今後も優待廃止は増える?JT、オリックス、マルハニチロは序の口

株価 世の中の動向
JT、オリックス、マルハニチロが株主優待廃止
株主優待は株主平等の原則に抵触?
東証再編で「コーポレートガバナンス・コード」順守が浸透
東証再編で上場基準の株主数が引き下げられた影響

JT、オリックス、マルハニチロが株主優待廃止

今年2月、JTが今期末で株主優待の廃止を発表しました。株主への利益還元を配当金に集約するとしています。

JTは、株主への利益配分にきわめて積極的な会社です。配当方針として、配当性向の目安を75%とすると公表しています。これはかなり高い目標値ですが、過去3年、配当性向は73~88%と高い水準で推移しています。

そして、5月にはオリックスも2023年度で株主優待の廃止を発表しました。オリックスの株主優待は有名で、2014年のカタログギフト優待開始前の株主数が4.5万人だったのに対し、2022年は約82万人です。

オリックス、株主優待を廃止 24年3月末が最終(ITmedia)

株主優待は、企業側にとってそれなりの時間とコストがかかります。オリックスのようなカタログギフトの場合、株主専用のカタログを印刷し、株主に郵送する。株主がどの商品を選ぶかわからないため、ある程度の商品を確保が必要になり、希望の商品を企業側が送料を負担して株主に送る・・・
これを82万人分実施するので、企業側が負担する時間とコストは相当なものです。余計な業務とコストを削減し、本業にリソースを注ぎ込ませるのは合理的だと思います。

時を同じくして、マルハニチロも株主優待廃止を決めました

剰余金の配当(増配)、自己株式取得に関わる事項および株主優待制度の廃止に関するお知らせ(マルハニチロ)

こちらは優待廃止と同時に今年度の15円増配を発表しています。

株主優待は株主平等の原則に抵触?

株主の平等性の観点からも今後も、配当金で一律に還元する事を選択する企業や、株主優待を廃止または縮小させる傾向が強いのではないかと思います

また、外国人投資家、機関投資家には株主優待の恩恵は殆どありません。
以下はオリックスの株主優待ですが、ふるさと優待は100株以上という条件で、
100株でも10,000株でも内容は変わりません。

オリックス優待

東証再編で「コーポレートガバナンス・コード」順守が浸透

東証3市場(プライム・スタンダード・グロース)とも上場基準にコーポレートガバナンス・コードの順守が含まれ、ガバナンス・コードの第1章に「株主の権利・平等性の確保」に規定されています。

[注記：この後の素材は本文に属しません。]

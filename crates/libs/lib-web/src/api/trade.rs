//! # Trade Endpoints
//!
//! Preview, buy and sell. Buys carry an idempotency key; [`place_trade`] is
//! the entry point that owns the key and the retry policy.

use std::time::Duration;

use lib_auth::BearerCredential;
use lib_core::contract::{check_trade_buy, check_trade_preview, check_trade_sell, ensure_market_open};
use lib_core::{ClientError, IdempotencyKey, Result};
use shared::{Market, Outcome, Position, SellReceipt, TradeBuyRequest, TradePreview, TradePreviewRequest, TradeSellRequest};
use tracing::{info, warn};

use super::client::ApiClient;

/// Upper bound on a single backoff sleep.
const MAX_BACKOFF: Duration = Duration::from_secs(30);

#[tracing::instrument(skip(client))]
pub async fn trade_preview(client: &ApiClient, request: &TradePreviewRequest) -> Result<TradePreview> {
    check_trade_preview(request, client.trade_limits())?;

    let body = client.json_body(request)?;
    let url = client.endpoint(&["trade", "preview"])?;
    client.execute(client.http.post(url).json(&body), "trade_preview").await
}

/// Send one buy attempt. The key in `request` is used as given.
#[tracing::instrument(skip(client, credential), fields(market_id = %request.market_id, key = %request.idempotency_key))]
pub async fn trade_buy(client: &ApiClient, credential: &BearerCredential, request: &TradeBuyRequest) -> Result<Position> {
    check_trade_buy(request, client.trade_limits())?;

    let body = client.json_body(request)?;
    let url = client.endpoint(&["trade", "buy"])?;
    let builder = client.with_bearer(client.http.post(url).json(&body), credential)?;
    client.execute(builder, "trade_buy").await
}

/// Delay before retry number `attempt` (0-based).
fn backoff_delay(base: Duration, attempt: u32, err: &ClientError) -> Duration {
    let delay = match err {
        ClientError::RateLimited { retry_after: Some(after) } => *after,
        _ => base.saturating_mul(2u32.saturating_pow(attempt)),
    };
    delay.min(MAX_BACKOFF)
}

/// Buy into an open market.
///
/// One idempotency key is generated per call and reused on every retry.
/// Only transport failures and 429s are retried.
#[tracing::instrument(skip(client, credential, market), fields(market_id = %market.id))]
pub async fn place_trade(
    client: &ApiClient,
    credential: &BearerCredential,
    market: &Market,
    outcome: Outcome,
    stake: f64,
) -> Result<Position> {
    ensure_market_open(market)?;

    let request = TradeBuyRequest {
        market_id: market.id.clone(),
        outcome,
        stake,
        idempotency_key: IdempotencyKey::new().into(),
    };

    let mut attempt = 0;
    loop {
        match trade_buy(client, credential, &request).await {
            Ok(position) => {
                info!(attempt, position_id = %position.id, "trade placed");
                return Ok(position);
            }
            Err(err) if err.is_retryable() && attempt < client.max_retries => {
                let delay = backoff_delay(client.retry_backoff, attempt, &err);
                warn!(attempt, code = err.code(), delay_ms = delay.as_millis() as u64, "retrying trade");
                tokio::time::sleep(delay).await;
                attempt += 1;
            }
            Err(err) => return Err(err),
        }
    }
}

#[tracing::instrument(skip(client, credential))]
pub async fn trade_sell(client: &ApiClient, credential: &BearerCredential, request: &TradeSellRequest) -> Result<SellReceipt> {
    check_trade_sell(request)?;

    let body = client.json_body(request)?;
    let url = client.endpoint(&["trade", "sell"])?;
    let builder = client.with_bearer(client.http.post(url).json(&body), credential)?;
    client.execute(builder, "trade_sell").await
}
//! # API Client
//!
//! HTTP client for the remote market API.
//!
//! Every endpoint function in [`crate::api`] goes through the same three
//! steps: run the preflight contract check, send, then classify the response.
//! A non-2xx status becomes a [`ClientError`] through
//! [`ClientError::from_status`], with the server's message redacted before it
//! is stored.

use std::time::{Duration, Instant};

use lib_auth::{inspect_token, BearerCredential, CredentialPolicy};
use lib_core::contract::{inspect_payload, PayloadLimits, TradeLimits};
use lib_core::{sanitize_error, ClientConfig, ClientError, Result};
use reqwest::header::{AUTHORIZATION, RETRY_AFTER};
use reqwest::{Client, RequestBuilder, Response};
use serde::de::DeserializeOwned;
use serde::Serialize;
use shared::ErrorResponse;
use tracing::{debug, error, warn};
use url::Url;
use uuid::Uuid;

/// Header carrying a per-request correlation id.
pub const REQUEST_ID_HEADER: &str = "x-request-id";

/// HTTP client for communicating with the remote API.
///
/// Cheap to clone: clones share one connection pool.
#[derive(Clone, Debug)]
pub struct ApiClient {
    pub(crate) http: Client,
    base_url: Url,
    policy: CredentialPolicy,
    trade_limits: TradeLimits,
    payload_limits: PayloadLimits,
    pub(crate) max_retries: u32,
    pub(crate) retry_backoff: Duration,
}

/// Classify a reqwest failure.
pub(crate) fn transport_error(err: reqwest::Error) -> ClientError {
    if err.is_decode() {
        ClientError::Decoding(format!("Failed to parse response: {}", err))
    } else {
        ClientError::Transport(format!("Network error: {}", err.without_url()))
    }
}

impl ApiClient {
    /// Create a client from a validated configuration.
    pub fn new(config: &ClientConfig) -> Result<Self> {
        config.validate().map_err(ClientError::Config)?;

        let base_url = Url::parse(&config.api_base_url)
            .map_err(|e| ClientError::Config(format!("API_BASE_URL must be a valid URL: {}", e)))?;

        let http = Client::builder()
            .timeout(config.timeout())
            .build()
            .map_err(|e| ClientError::Config(format!("Failed to build HTTP client: {}", e)))?;

        Ok(Self {
            http,
            base_url,
            policy: config.credential_policy(),
            trade_limits: config.trade_limits(),
            payload_limits: PayloadLimits::default(),
            max_retries: config.max_retries,
            retry_backoff: config.retry_backoff(),
        })
    }

    pub fn base_url(&self) -> &Url {
        &self.base_url
    }

    pub fn trade_limits(&self) -> &TradeLimits {
        &self.trade_limits
    }

    /// Check a session token against the configured policy.
    pub fn authorize(&self, token: &str) -> Result<BearerCredential> {
        Ok(inspect_token(token, &self.policy)?)
    }

    /// Append path segments to the base URL, percent-encoding each one.
    pub fn endpoint(&self, segments: &[&str]) -> Result<Url> {
        let mut url = self.base_url.clone();
        url.path_segments_mut()
            .map_err(|_| ClientError::Config("API base URL cannot carry a path".to_string()))?
            .pop_if_empty()
            .extend(segments);
        Ok(url)
    }

    /// Attach a credential, re-checking it first so an expired session is
    /// never sent.
    pub(crate) fn with_bearer(&self, builder: RequestBuilder, credential: &BearerCredential) -> Result<RequestBuilder> {
        let fresh = self.authorize(credential.token())?;
        Ok(builder.header(AUTHORIZATION, fresh.authorization_value()))
    }

    /// Serialize a body and apply the structural payload checks.
    pub(crate) fn json_body<B: Serialize>(&self, body: &B) -> Result<serde_json::Value> {
        let value = serde_json::to_value(body)?;
        inspect_payload(&value, &self.payload_limits)?;
        Ok(value)
    }

    /// Send and return the response when the status is a success.
    pub(crate) async fn send(&self, builder: RequestBuilder, op: &'static str) -> Result<Response> {
        let request_id = Uuid::new_v4();
        let start = Instant::now();

        let response = builder
            .header(REQUEST_ID_HEADER, request_id.to_string())
            .send()
            .await
            .map_err(|e| {
                error!(op, %request_id, error = %e, "network error");
                transport_error(e)
            })?;

        let status = response.status();
        let duration_ms = start.elapsed().as_millis() as u64;

        if status.is_success() {
            debug!(op, %request_id, status = status.as_u16(), duration_ms, "request succeeded");
            return Ok(response);
        }

        let retry_after = response
            .headers()
            .get(RETRY_AFTER)
            .and_then(|v| v.to_str().ok())
            .and_then(|v| v.trim().parse::<u64>().ok())
            .map(Duration::from_secs);

        let body = response.text().await.unwrap_or_default();
        let message = serde_json::from_str::<ErrorResponse>(&body)
            .map(|e| e.error)
            .unwrap_or_else(|_| status.canonical_reason().unwrap_or("Request failed").to_string());

        let err = ClientError::from_status(status.as_u16(), sanitize_error(&message), retry_after);
        if err.is_server_fault() {
            error!(op, %request_id, status = status.as_u16(), duration_ms, "server fault");
        } else {
            warn!(op, %request_id, status = status.as_u16(), duration_ms, code = err.code(), "request rejected");
        }
        Err(err)
    }

    /// Send and decode a JSON response body.
    pub(crate) async fn execute<T: DeserializeOwned>(&self, builder: RequestBuilder, op: &'static str) -> Result<T> {
        let response = self.send(builder, op).await?;
        response.json::<T>().await.map_err(|e| {
            error!(op, error = %e, "response parse error");
            ClientError::Decoding(format!("Failed to parse response: {}", e))
        })
    }
}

「株主を保有株数に応じて平等に取り扱う」原則はその基本原則なので、順守・是正できないと上場廃止ということもあり得ます。

東証再編で上場基準の株主数が引き下げられた影響

東証再編に伴い、上場に必要な株主数が緩和され、東証一部相当のプライム市場は800人(東証一部は2,000人)と大きく緩和されました。株主優待は個人株主を集める目的も含まれたと思いますのが、個人株主数が少なくて良いのであれば、優待廃止の流れも進む可能性があります。

管理人も国内個別株中心だった頃は、優待目当てに株を保有した時期がありました。
ある会社では株主総会が終わった後に株主限定ライブが行われたり、別の会社では株主限定のテーマパーク入場券が届いたり、楽しいものでした。

しかし、本当の株主還元とは、企業価値≒株価を上げて株主にリターンを返すことなのかなと思います。少なくともクオカードとか、会社と何の関係もないものを優待にするぐらいなら、その分を配当金の原資にして配当性向を上げてもらった方がいいですね。

したがって、個人株主が多く、手間のかかる株主優待を実施する上場企業が、今後どのような方針を採るか注目しています。例えば、直近2年間で株主数が2倍になった「トリドールHD」辺りは、株主優待にかかわる業務が増えていると想定されますが、同じような企業がどう対応するか見守りたいと思います。